According to Bixler, the reference platform also helps level the playing field for job candidates who are very hard workers but who might not be great at interviewing. He shared, “And let’s not forget, not everyone is an ‘interview star.’ Many people are introverted or not the most confident when interviewing for a new position. Getting others, their references, to share their successes can keep non-interview stars moving forward to getting an offer.”

In 2022, SkillSurvey launched a new platform for colleges and universities — SkillSurvey Career Readiness — which allows students to gather feedback from people they worked with while completing an internship, apprenticeship, or like work project. This feedback helps students and their institutions gain hard data on their soft skills as perceived by their supervisors. Students who use the platform, according to Bixler, get “personalized insight into their work-related competencies and how their work behavior compares to other students nationally, and achieve a better understanding of how they are progressing in the areas most sought after by employers ​as compared to how they rate themselves in a self-assessment.”

The intent of the Career Readiness platform is to help college students be more prepared for jobs as well as to assist others who may not have a college degree in showcasing their soft skills as they are being considered for employment. Research shows that students who can successfully communicate the specific skills they learn in internships and other work-related opportunities are much more likely to gain employment.

Bixler’s goal is to “help individuals post a ‘My Soft Skills’ report on their digital wallets and other online profiles, such as LinkedIn, as another way to showcase that they are ‘Career Ready’ from the viewpoints of people who’ve experienced their work.” Bixler added that “We also believe that work experience matters more than a degree.”

It is vital that job candidates understand how to do the specific work involved in a job — the “hard skills” — but research demonstrates that it is having the “soft skills” that leads to success for employees.

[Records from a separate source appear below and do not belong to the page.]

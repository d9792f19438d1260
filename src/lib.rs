//! Client-side workflow layer for the hospital portal.
//!
//! The backend owns every record; this crate owns what happens between a
//! user action and the REST call: attendance check-in/out, task and KYC
//! assistance queues, the notification inbox, role-based menus, and the
//! read caches behind the dashboards. The data source is a trait with a
//! live HTTP implementation and a fixture one, picked by configuration.

pub mod api;
pub mod auth;
pub mod config;
pub mod error;
pub mod model;
pub mod models;
pub mod routes;
pub mod store;
pub mod utils;
pub mod workflow;
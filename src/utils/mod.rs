pub mod debounce;
pub mod local_store;
pub mod poll;
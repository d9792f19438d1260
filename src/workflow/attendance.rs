use crate::api::{Page, PageQuery, PortalApi};
use crate::error::PortalError;
use crate::model::attendance::{AttendanceRecord, DEFAULT_SHIFT_HOURS};
use crate::utils::local_store::{LocalStore, keys};
use crate::workflow::ActionOutcome;
use crate::workflow::confirm::Confirm;
use crate::workflow::toast::Notifier;
use chrono::{DateTime, Utc};
use std::sync::atomic::{AtomicBool, Ordering};
use std::sync::{Arc, Mutex};

/// Client-side view of the attendance session.
#[derive(Debug, Clone, Default)]
pub struct AttendanceView {
    pub checked_in: bool,
    pub check_in_time: Option<DateTime<Utc>>,
    pub check_out_time: Option<DateTime<Utc>>,
}

/// Attendance check-in/check-out state machine.
///
/// CHECKED_OUT -> CHECKED_IN on a successful check-in call, back to
/// CHECKED_OUT on a confirmed check-out. The server stays authoritative:
/// `refresh` reconciles from `GET …/attendance/status`, and the local marker
/// is only a same-session reload fallback. Nothing is mutated optimistically,
/// so a failed call needs no rollback.
pub struct AttendanceSession {
    api: Arc<dyn PortalApi>,
    marker: Arc<dyn LocalStore>,
    notifier: Arc<dyn Notifier>,
    confirm: Arc<dyn Confirm>,
    state: Mutex<AttendanceView>,
    checking_in: AtomicBool,
    checking_out: AtomicBool,
}

impl AttendanceSession {
    pub fn new(
        api: Arc<dyn PortalApi>,
        marker: Arc<dyn LocalStore>,
        notifier: Arc<dyn Notifier>,
        confirm: Arc<dyn Confirm>,
    ) -> Self {
        Self {
            api,
            marker,
            notifier,
            confirm,
            state: Mutex::new(AttendanceView::default()),
            checking_in: AtomicBool::new(false),
            checking_out: AtomicBool::new(false),
        }
    }

    pub fn view(&self) -> AttendanceView {
        self.state.lock().unwrap().clone()
    }

    /// Start the day's session. Skipped when a session is already open or a
    /// check-in request is still in flight; no duplicate request leaves the
    /// client.
    pub async fn check_in(&self) -> Result<ActionOutcome, PortalError> {
        if self.view().checked_in {
            return Ok(ActionOutcome::Skipped);
        }
        if self
            .checking_in
            .compare_exchange(false, true, Ordering::SeqCst, Ordering::SeqCst)
            .is_err()
        {
            return Ok(ActionOutcome::Skipped);
        }

        let result = self.api.check_in().await;
        self.checking_in.store(false, Ordering::SeqCst);

        match result {
            Ok(ack) => {
                let ts = ack.check_in_time.unwrap_or_else(Utc::now);
                {
                    let mut state = self.state.lock().unwrap();
                    state.checked_in = true;
                    state.check_in_time = Some(ts);
                    state.check_out_time = None;
                }
                self.marker.set(keys::CHECK_IN_TIME, &ts.to_rfc3339());
                self.notifier
                    .success(&format!("Checked in at {}", ts.format("%H:%M")));
                Ok(ActionOutcome::Done)
            }
            Err(e) => {
                self.notifier.error(&format!("Check-in failed: {e}"));
                Err(e)
            }
        }
    }

    /// End the session. Requires explicit confirmation; declining leaves
    /// every timestamp untouched.
    pub async fn check_out(&self) -> Result<ActionOutcome, PortalError> {
        let view = self.view();
        if !view.checked_in {
            return Ok(ActionOutcome::Skipped);
        }
        if !self
            .confirm
            .confirm("Check out and end your attendance session for today?")
        {
            return Ok(ActionOutcome::Skipped);
        }
        if self
            .checking_out
            .compare_exchange(false, true, Ordering::SeqCst, Ordering::SeqCst)
            .is_err()
        {
            return Ok(ActionOutcome::Skipped);
        }

        let result = self.api.check_out().await;
        self.checking_out.store(false, Ordering::SeqCst);

        match result {
            Ok(ack) => {
                let out_ts = ack.check_out_time.unwrap_or_else(Utc::now);
                // Hours: server value first, else derived from the two
                // timestamps, else the legacy shift constant.
                let hours = ack
                    .hours_worked
                    .or_else(|| {
                        view.check_in_time
                            .map(|cin| (out_ts - cin).num_seconds() as f64 / 3600.0)
                    })
                    .unwrap_or(DEFAULT_SHIFT_HOURS);
                {
                    let mut state = self.state.lock().unwrap();
                    state.checked_in = false;
                    state.check_in_time = None;
                    state.check_out_time = Some(out_ts);
                }
                self.marker.remove(keys::CHECK_IN_TIME);
                self.notifier.success(&format!(
                    "Checked out. Worked {} hours",
                    format_hours(hours)
                ));
                Ok(ActionOutcome::Done)
            }
            Err(e) => {
                self.notifier.error(&format!("Check-out failed: {e}"));
                Err(e)
            }
        }
    }

    /// Reconcile against the server. When the server is unreachable the
    /// stored marker stands in, so a reload mid-session does not show the
    /// user as checked out.
    pub async fn refresh(&self) -> Result<AttendanceView, PortalError> {
        match self.api.attendance_status().await {
            Ok(status) => {
                {
                    let mut state = self.state.lock().unwrap();
                    state.checked_in = status.checked_in;
                    state.check_in_time = status.check_in_time;
                }
                match (status.checked_in, status.check_in_time) {
                    (true, Some(ts)) => self.marker.set(keys::CHECK_IN_TIME, &ts.to_rfc3339()),
                    _ => self.marker.remove(keys::CHECK_IN_TIME),
                }
                Ok(self.view())
            }
            Err(e) if e.is_connectivity() => {
                tracing::warn!(error = %e, "Attendance status unreachable, using stored session marker");
                let stored = self
                    .marker
                    .get(keys::CHECK_IN_TIME)
                    .and_then(|s| DateTime::parse_from_rfc3339(&s).ok())
                    .map(|dt| dt.with_timezone(&Utc));
                {
                    let mut state = self.state.lock().unwrap();
                    state.checked_in = stored.is_some();
                    state.check_in_time = stored;
                }
                Ok(self.view())
            }
            Err(e) => Err(e),
        }
    }

    pub async fn history(&self, page: PageQuery) -> Result<Page<AttendanceRecord>, PortalError> {
        self.api.attendance_history(page).await
    }
}

fn format_hours(hours: f64) -> String {
    if (hours - hours.round()).abs() < 0.05 {
        format!("{:.0}", hours.round())
    } else {
        format!("{hours:.1}")
    }
}
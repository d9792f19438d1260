use crate::api::PortalApi;
use crate::error::PortalError;
use crate::model::kyc::KycAssistanceRequest;
use crate::workflow::confirm::Confirm;
use crate::workflow::toast::Notifier;
use crate::workflow::{ActionOutcome, ViewState};
use std::collections::HashSet;
use std::sync::{Arc, Mutex};

struct QueueState {
    view: ViewState<KycAssistanceRequest>,
    pending: u64,
    assisted: u64,
    in_flight: HashSet<u64>,
}

/// Queue of patients waiting for help with document verification.
///
/// Assist is terminal: the confirmed item leaves the pending queue, the
/// counters move by exactly one each, and the queue is then re-fetched.
pub struct KycQueue {
    api: Arc<dyn PortalApi>,
    notifier: Arc<dyn Notifier>,
    confirm: Arc<dyn Confirm>,
    state: Mutex<QueueState>,
}

impl KycQueue {
    pub fn new(
        api: Arc<dyn PortalApi>,
        notifier: Arc<dyn Notifier>,
        confirm: Arc<dyn Confirm>,
    ) -> Self {
        Self {
            api,
            notifier,
            confirm,
            state: Mutex::new(QueueState {
                view: ViewState::Loading,
                pending: 0,
                assisted: 0,
                in_flight: HashSet::new(),
            }),
        }
    }

    pub fn queue(&self) -> ViewState<KycAssistanceRequest> {
        self.state.lock().unwrap().view.clone()
    }

    pub fn pending_count(&self) -> u64 {
        self.state.lock().unwrap().pending
    }

    pub fn assisted_count(&self) -> u64 {
        self.state.lock().unwrap().assisted
    }

    pub async fn refresh(&self) -> Result<(), PortalError> {
        match self.api.kyc_queue().await {
            Ok(items) => {
                let mut state = self.state.lock().unwrap();
                state.pending = items.len() as u64;
                state.view = ViewState::Loaded(items);
                Ok(())
            }
            Err(e) => {
                self.state.lock().unwrap().view = ViewState::Failed(e.to_string());
                self.notifier
                    .error(&format!("Could not load KYC queue: {e}"));
                Err(e)
            }
        }
    }

    /// Assist one request. The confirmation prompt shows who the patient is
    /// and which documents they submitted, so the staff member approves the
    /// right one.
    pub async fn assist(
        &self,
        id: u64,
        notes: Option<&str>,
    ) -> Result<ActionOutcome, PortalError> {
        let item = {
            let state = self.state.lock().unwrap();
            match state.view.items().iter().find(|k| k.id == id) {
                Some(item) => item.clone(),
                None => return Ok(ActionOutcome::Skipped),
            }
        };

        let prompt = format!(
            "Assist {} (patient #{}) with documents: {}?",
            item.patient,
            item.patient_id,
            item.documents.join(", ")
        );
        if !self.confirm.confirm(&prompt) {
            return Ok(ActionOutcome::Skipped);
        }
        if !self.state.lock().unwrap().in_flight.insert(id) {
            return Ok(ActionOutcome::Skipped);
        }

        let result = self.api.assist_kyc(id, notes).await;
        self.state.lock().unwrap().in_flight.remove(&id);

        match result {
            Ok(()) => {
                {
                    let mut state = self.state.lock().unwrap();
                    if let ViewState::Loaded(items) = &mut state.view {
                        items.retain(|k| k.id != id);
                    }
                    state.pending = state.pending.saturating_sub(1);
                    state.assisted += 1;
                }
                self.notifier
                    .success(&format!("Assisted {} with KYC verification", item.patient));
                self.refresh().await?;
                Ok(ActionOutcome::Done)
            }
            Err(e) => {
                self.notifier.error(&format!("KYC assist failed: {e}"));
                Err(e)
            }
        }
    }
}

#[cfg(test)]
mod tests {
    use super::*;
    use crate::api::fixtures::FixtureApi;
    use crate::workflow::confirm::{AutoConfirm, StaticConfirm};
    use crate::workflow::toast::BufferedNotifier;

    fn queue(confirm: Arc<dyn Confirm>) -> (Arc<FixtureApi>, KycQueue) {
        let api = Arc::new(FixtureApi::seeded());
        let queue = KycQueue::new(api.clone(), Arc::new(BufferedNotifier::new()), confirm);
        (api, queue)
    }

    #[tokio::test]
    async fn assist_removes_exactly_the_assisted_item() {
        let (_api, queue) = queue(Arc::new(AutoConfirm));
        queue.refresh().await.unwrap();
        assert_eq!(queue.pending_count(), 2);

        let outcome = queue.assist(7, None).await.unwrap();
        assert_eq!(outcome, ActionOutcome::Done);

        let remaining: Vec<u64> = queue.queue().items().iter().map(|k| k.id).collect();
        assert_eq!(remaining, vec![9]);
        assert_eq!(queue.pending_count(), 1);
        assert_eq!(queue.assisted_count(), 1);
    }

    #[tokio::test]
    async fn prompt_names_the_patient_and_documents() {
        let confirm = Arc::new(StaticConfirm::new(true));
        let (_api, queue) = {
            let api = Arc::new(FixtureApi::seeded());
            let q = KycQueue::new(
                api.clone(),
                Arc::new(BufferedNotifier::new()),
                confirm.clone(),
            );
            (api, q)
        };
        queue.refresh().await.unwrap();
        queue.assist(7, Some("walked patient through upload")).await.unwrap();

        let prompts = confirm.prompts();
        assert_eq!(prompts.len(), 1);
        assert!(prompts[0].contains("Arjun Mehta"));
        assert!(prompts[0].contains("passport"));
    }

    #[tokio::test]
    async fn declined_assist_leaves_queue_untouched() {
        let (api, queue) = queue(Arc::new(StaticConfirm::new(false)));
        queue.refresh().await.unwrap();

        let outcome = queue.assist(7, None).await.unwrap();
        assert_eq!(outcome, ActionOutcome::Skipped);
        assert_eq!(queue.queue().items().len(), 2);
        assert_eq!(
            api.calls().iter().filter(|c| *c == "assist_kyc").count(),
            0
        );
    }

    #[tokio::test]
    async fn unknown_id_is_skipped() {
        let (_api, queue) = queue(Arc::new(AutoConfirm));
        queue.refresh().await.unwrap();
        assert_eq!(queue.assist(999, None).await.unwrap(), ActionOutcome::Skipped);
    }
}
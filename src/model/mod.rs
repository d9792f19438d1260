pub mod attendance;
pub mod kyc;
pub mod notification;
pub mod resource;
pub mod role;
pub mod task;
pub mod jwt;
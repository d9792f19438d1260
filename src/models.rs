use serde::{Deserialize, Serialize};

/// JWT payload issued by the backend at login. The client never verifies the
/// signature (the server does); it only peeks at the payload to learn who it
/// is acting as.
#[derive(Debug, Serialize, Deserialize)]
pub struct Claims {
    pub user_id: u64,
    pub sub: String,
    pub role: String,
    pub exp: usize,
    pub jti: String,

    pub token_type: TokenType,
    /// Present only if this user is linked to an employee record
    pub employee_id: Option<u64>,
}

#[derive(Debug, Serialize, Deserialize, PartialEq)]
pub enum TokenType {
    Access,
    Refresh,
}
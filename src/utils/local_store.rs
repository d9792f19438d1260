use std::collections::HashMap;
use std::fs;
use std::path::PathBuf;
use std::sync::RwLock;

/// Well-known keys shared across the portal.
pub mod keys {
    /// Bearer token, read at send time by the HTTP layer.
    pub const AUTH_TOKEN: &str = "token";
    /// RFC 3339 timestamp of the in-progress attendance session. Only a
    /// same-session reload fallback; the server stays authoritative.
    pub const CHECK_IN_TIME: &str = "checkInTime";
}

/// Local-storage analog: a tiny string key-value store shared by the token
/// and the attendance session marker. Values here are fallbacks, never the
/// source of truth.
pub trait LocalStore: Send + Sync {
    fn get(&self, key: &str) -> Option<String>;
    fn set(&self, key: &str, value: &str);
    fn remove(&self, key: &str);
}

/// In-memory store, used by tests and short-lived tools.
#[derive(Default)]
pub struct MemoryStore {
    entries: RwLock<HashMap<String, String>>,
}

impl MemoryStore {
    pub fn new() -> Self {
        Self::default()
    }
}

impl LocalStore for MemoryStore {
    fn get(&self, key: &str) -> Option<String> {
        self.entries.read().unwrap().get(key).cloned()
    }

    fn set(&self, key: &str, value: &str) {
        self.entries
            .write()
            .unwrap()
            .insert(key.to_string(), value.to_string());
    }

    fn remove(&self, key: &str) {
        self.entries.write().unwrap().remove(key);
    }
}

/// File-backed store persisting entries as a flat JSON object, so a restart
/// of the agent behaves like a page reload rather than a fresh login.
pub struct JsonFileStore {
    path: PathBuf,
    entries: RwLock<HashMap<String, String>>,
}

impl JsonFileStore {
    pub fn open(path: impl Into<PathBuf>) -> Self {
        let path = path.into();
        let entries = match fs::read_to_string(&path) {
            Ok(raw) => serde_json::from_str(&raw).unwrap_or_default(),
            Err(_) => HashMap::new(),
        };
        Self {
            path,
            entries: RwLock::new(entries),
        }
    }

    fn persist(&self, entries: &HashMap<String, String>) {
        match serde_json::to_string_pretty(entries) {
            Ok(raw) => {
                if let Err(e) = fs::write(&self.path, raw) {
                    tracing::error!(error = %e, path = %self.path.display(), "Failed to persist session store");
                }
            }
            Err(e) => tracing::error!(error = %e, "Failed to serialize session store"),
        }
    }
}

impl LocalStore for JsonFileStore {
    fn get(&self, key: &str) -> Option<String> {
        self.entries.read().unwrap().get(key).cloned()
    }

    fn set(&self, key: &str, value: &str) {
        let mut entries = self.entries.write().unwrap();
        entries.insert(key.to_string(), value.to_string());
        self.persist(&entries);
    }

    fn remove(&self, key: &str) {
        let mut entries = self.entries.write().unwrap();
        entries.remove(key);
        self.persist(&entries);
    }
}

#[cfg(test)]
mod tests {
    use super::*;

    #[test]
    fn memory_store_round_trip() {
        let store = MemoryStore::new();
        assert_eq!(store.get(keys::CHECK_IN_TIME), None);

        store.set(keys::CHECK_IN_TIME, "2024-01-20T09:00:00Z");
        assert_eq!(
            store.get(keys::CHECK_IN_TIME).as_deref(),
            Some("2024-01-20T09:00:00Z")
        );

        store.remove(keys::CHECK_IN_TIME);
        assert_eq!(store.get(keys::CHECK_IN_TIME), None);
    }

    #[test]
    fn file_store_survives_reopen() {
        let path = std::env::temp_dir().join(format!(
            "portal-store-test-{}.json",
            std::process::id()
        ));
        let _ = std::fs::remove_file(&path);

        {
            let store = JsonFileStore::open(&path);
            store.set(keys::AUTH_TOKEN, "abc");
        }
        let reopened = JsonFileStore::open(&path);
        assert_eq!(reopened.get(keys::AUTH_TOKEN).as_deref(), Some("abc"));

        let _ = std::fs::remove_file(&path);
    }
}
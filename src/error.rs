use derive_more::Display;

/// Crate-wide error taxonomy.
///
/// `Connectivity` covers everything where the server was never reached
/// (refused connection, DNS failure, timeout). `Http` carries the status and
/// the server's `{"message": ...}` body when one was present. Everything else
/// is a local failure.
#[derive(Debug, Display)]
pub enum PortalError {
    #[display(fmt = "network unreachable: {}", _0)]
    Connectivity(String),

    #[display(fmt = "HTTP {}: {}", status, message)]
    Http { status: u16, message: String },

    #[display(fmt = "failed to decode response: {}", _0)]
    Decode(String),

    #[display(fmt = "invalid bearer token: {}", _0)]
    Token(String),

    #[display(fmt = "session store error: {}", _0)]
    Storage(String),

    #[display(fmt = "missing configuration: {}", _0)]
    Config(String),
}

impl std::error::Error for PortalError {}

impl From<reqwest::Error> for PortalError {
    fn from(err: reqwest::Error) -> Self {
        if err.is_connect() || err.is_timeout() || err.is_request() {
            PortalError::Connectivity(err.to_string())
        } else if err.is_decode() {
            PortalError::Decode(err.to_string())
        } else {
            PortalError::Http {
                status: err.status().map(|s| s.as_u16()).unwrap_or(0),
                message: err.to_string(),
            }
        }
    }
}

impl From<serde_json::Error> for PortalError {
    fn from(err: serde_json::Error) -> Self {
        PortalError::Decode(err.to_string())
    }
}

impl PortalError {
    /// True when the server could not be reached at all, as opposed to a
    /// reply the caller did not like.
    pub fn is_connectivity(&self) -> bool {
        matches!(self, PortalError::Connectivity(_))
    }
}
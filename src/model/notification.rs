use chrono::{DateTime, Utc};
use serde::{Deserialize, Serialize};

#[derive(Debug, Clone, Serialize, Deserialize)]
#[serde(rename_all = "camelCase")]
pub struct Notification {
    pub id: u64,
    pub title: String,
    pub message: String,
    #[serde(rename = "type")]
    pub kind: NotificationKind,
    pub priority: NotificationPriority,
    pub status: NotificationStatus,
    pub created_at: DateTime<Utc>,
    #[serde(default)]
    pub read_at: Option<DateTime<Utc>>,
}

impl Notification {
    pub fn is_unread(&self) -> bool {
        self.status == NotificationStatus::Unread
    }
}

#[derive(
    Debug,
    Clone,
    Copy,
    PartialEq,
    Eq,
    Serialize,
    Deserialize,
    strum_macros::Display,
    strum_macros::EnumString,
)]
#[serde(rename_all = "lowercase")]
#[strum(serialize_all = "lowercase")]
pub enum NotificationKind {
    Appointment,
    Kyc,
    Task,
    Event,
    System,
    General,
}

#[derive(
    Debug, Clone, Copy, PartialEq, Eq, Serialize, Deserialize, strum_macros::Display,
)]
#[serde(rename_all = "lowercase")]
#[strum(serialize_all = "lowercase")]
pub enum NotificationPriority {
    Urgent,
    High,
    Medium,
    Low,
}

/// unread -> read -> archived, deletion is terminal from any state.
#[derive(
    Debug,
    Clone,
    Copy,
    PartialEq,
    Eq,
    Serialize,
    Deserialize,
    strum_macros::Display,
    strum_macros::EnumString,
)]
#[serde(rename_all = "lowercase")]
#[strum(serialize_all = "lowercase")]
pub enum NotificationStatus {
    Unread,
    Read,
    Archived,
}
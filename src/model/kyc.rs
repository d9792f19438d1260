use chrono::{DateTime, Utc};
use serde::{Deserialize, Serialize};

/// A patient's document-verification request waiting for staff assistance.
#[derive(Debug, Clone, Serialize, Deserialize)]
#[serde(rename_all = "camelCase")]
pub struct KycAssistanceRequest {
    pub id: u64,
    pub patient: String,
    pub patient_id: u64,
    #[serde(default)]
    pub documents: Vec<String>,
    pub submitted_date: DateTime<Utc>,
    pub status: KycStatus,
}

/// Single-step lifecycle: the Assist action jumps straight to `assisted`,
/// there is no partial or resumable state.
#[derive(
    Debug,
    Clone,
    Copy,
    PartialEq,
    Eq,
    Serialize,
    Deserialize,
    strum_macros::Display,
    strum_macros::EnumString,
)]
#[serde(rename_all = "kebab-case")]
#[strum(serialize_all = "kebab-case")]
pub enum KycStatus {
    Pending,
    InProgress,
    Assisted,
}
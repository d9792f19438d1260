use crate::model::role::{PortalRole, StaffRole};

/// Badge sources a menu entry can bind to; the number shown next to the
/// entry comes from the matching workflow counter.
#[derive(Debug, Clone, Copy, PartialEq, Eq)]
pub enum Badge {
    UnreadNotifications,
    PendingTasks,
    PendingKyc,
}

#[derive(Debug, Clone, Copy)]
pub struct MenuItem {
    pub label: &'static str,
    pub route: &'static str,
    pub badge: Option<Badge>,
}

const fn item(label: &'static str, route: &'static str) -> MenuItem {
    MenuItem {
        label,
        route,
        badge: None,
    }
}

const fn badged(label: &'static str, route: &'static str, badge: Badge) -> MenuItem {
    MenuItem {
        label,
        route,
        badge: Some(badge),
    }
}

/// API namespace each portal role is scoped to.
pub fn api_namespace(role: PortalRole) -> &'static str {
    match role {
        PortalRole::Admin => "/admin/staff",
        PortalRole::Doctor => "/doctor",
        PortalRole::Patient => "/patient",
        PortalRole::Staff(StaffRole::Reception) => "/staff/reception",
        PortalRole::Staff(StaffRole::Nurse) => "/staff/nurse",
        PortalRole::Staff(StaffRole::Lab) => "/staff/lab",
        PortalRole::Staff(StaffRole::Pharmacy) => "/staff/pharmacy",
    }
}

/// Menu/route set rendered for an authenticated role.
pub fn menu_for(role: PortalRole) -> Vec<MenuItem> {
    let mut menu = vec![
        item("Dashboard", "/dashboard"),
        badged("Notifications", "/notifications", Badge::UnreadNotifications),
    ];

    match role {
        PortalRole::Admin => {
            menu.push(item("Staff", "/staff"));
            menu.push(item("Patients", "/patients"));
            menu.push(item("Billing", "/billing"));
            menu.push(badged("KYC Review", "/kyc", Badge::PendingKyc));
        }
        PortalRole::Doctor => {
            menu.push(item("Appointments", "/appointments"));
            menu.push(item("Patients", "/patients"));
            menu.push(item("Prescriptions", "/prescriptions"));
        }
        PortalRole::Patient => {
            menu.push(item("Appointments", "/appointments"));
            menu.push(item("Bills", "/bills"));
        }
        PortalRole::Staff(sub) => {
            menu.push(item("Attendance", "/attendance"));
            menu.push(badged("Tasks", "/tasks", Badge::PendingTasks));
            match sub {
                StaffRole::Reception => {
                    menu.push(badged("KYC Assistance", "/kyc-assistance", Badge::PendingKyc));
                    menu.push(item("Appointments", "/appointments"));
                }
                StaffRole::Nurse => {
                    menu.push(item("Vitals", "/vitals"));
                    menu.push(item("Beds", "/beds"));
                }
                StaffRole::Lab => {
                    menu.push(item("Lab Orders", "/lab-orders"));
                }
                StaffRole::Pharmacy => {
                    menu.push(item("Inventory", "/inventory"));
                }
            }
        }
    }

    menu
}
use std::sync::Mutex;

/// Toast sink: transient, non-blocking success/failure feedback. Workflows
/// never render; they hand the message to whatever notifier the embedder
/// wired in.
pub trait Notifier: Send + Sync {
    fn success(&self, message: &str);
    fn error(&self, message: &str);
}

/// Notifier that writes toasts to the log, used by the headless agent.
pub struct LogNotifier;

impl Notifier for LogNotifier {
    fn success(&self, message: &str) {
        tracing::info!(toast = message, "success");
    }

    fn error(&self, message: &str) {
        tracing::error!(toast = message, "error");
    }
}

#[derive(Debug, Clone, PartialEq, Eq)]
pub enum Toast {
    Success(String),
    Error(String),
}

/// Notifier that buffers toasts for a UI (or a test) to drain.
#[derive(Default)]
pub struct BufferedNotifier {
    toasts: Mutex<Vec<Toast>>,
}

impl BufferedNotifier {
    pub fn new() -> Self {
        Self::default()
    }

    pub fn drain(&self) -> Vec<Toast> {
        std::mem::take(&mut self.toasts.lock().unwrap())
    }

    pub fn toasts(&self) -> Vec<Toast> {
        self.toasts.lock().unwrap().clone()
    }
}

impl Notifier for BufferedNotifier {
    fn success(&self, message: &str) {
        self.toasts
            .lock()
            .unwrap()
            .push(Toast::Success(message.to_string()));
    }

    fn error(&self, message: &str) {
        self.toasts
            .lock()
            .unwrap()
            .push(Toast::Error(message.to_string()));
    }
}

For example, a salesperson needs to be able to track their deals and forecast their pipeline, and a data analyst must know how to use software to analyze data. Those are givens. Yet it is the soft skills that matter most in how an employee will succeed. As Bixler shared, “How a person collaborates, communicates, and helps solves problems are the necessary soft skills to work in today’s environment. Without strong soft skills, workers will fail at their jobs.”